Emoji-prefixed bullets or bold-lead paragraphs (matched to content shape)
5-8 emoji bullets when items are feature claims; 3-5 **Bold lead.** Setup. Without X, problem. With X, fix. paragraphs when items are narrative scenarios. Pick one pattern per section.
No multi-sentence prose bullets
If a feature needs more than one sentence, switch to bold-lead paragraphs for that section, or link to a follow-up section / collapsible.
No overlap between feature bullets and hero image content
If the hero image already shows the 6 features, either cut the bullets or make them much shorter.
"Coming next" boundary paragraph (if applicable)
One short paragraph at the end of the section naming what is queued for the next release. Keeps current vs roadmap separated.

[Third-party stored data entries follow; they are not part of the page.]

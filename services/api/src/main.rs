use partner_vetting_api::run;

#[tokio::main]
async fn main() {
    if let Err(err) = run().await {
        eprintln!("application error: {err}");
        std::process::exit(1);
    }
}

Concrete proof of what the project looks like in operation.
Each example uses a different visual format
Screenshot / file tree / themed Mermaid / HTML 2-col before-after / terminal mock. Variety is the point — three monospace blocks in a row read as a text wall.
Captions are 1-2 sentences
Long captions defeat the "skim in 10 seconds" goal of the section.
HTML 2-col <table> for rich before/after
Markdown tables cannot carry blockquotes, italic, or <mark> tags inside cells; HTML tables can. One per README is enough.
Themed Mermaid (%%{init: ...}%%) when used
Default red / orange / blue clashes with most brand colors. Match the project palette.
Mermaid blocks include %%{init: ...}%% themed to brand palette
Otherwise they render as cookie-cutter and clash with the rest of the page.
README badges use the brand color via ?color=<hex>
One color across all badges; do not mix Shield.io defaults with custom brand colors.
MkDocs CSS overrides match brand color (light + slate)
If the project ships a Read the Docs site, both schemes need the brand color.
Custom-colored elements pass WCAG AA contrast (≥ 4.5:1)
Run a contrast check (Codex / Copilot / a contrast tool) for both light and slate themes. The dark-theme link contrast is the most common failure mode.
Reproducibility (when the README references rendered assets)¶
Item
Notes
Source file (HTML, vhs tape) committed alongside the rendered output
Without the source, the asset becomes a static artifact no one can update.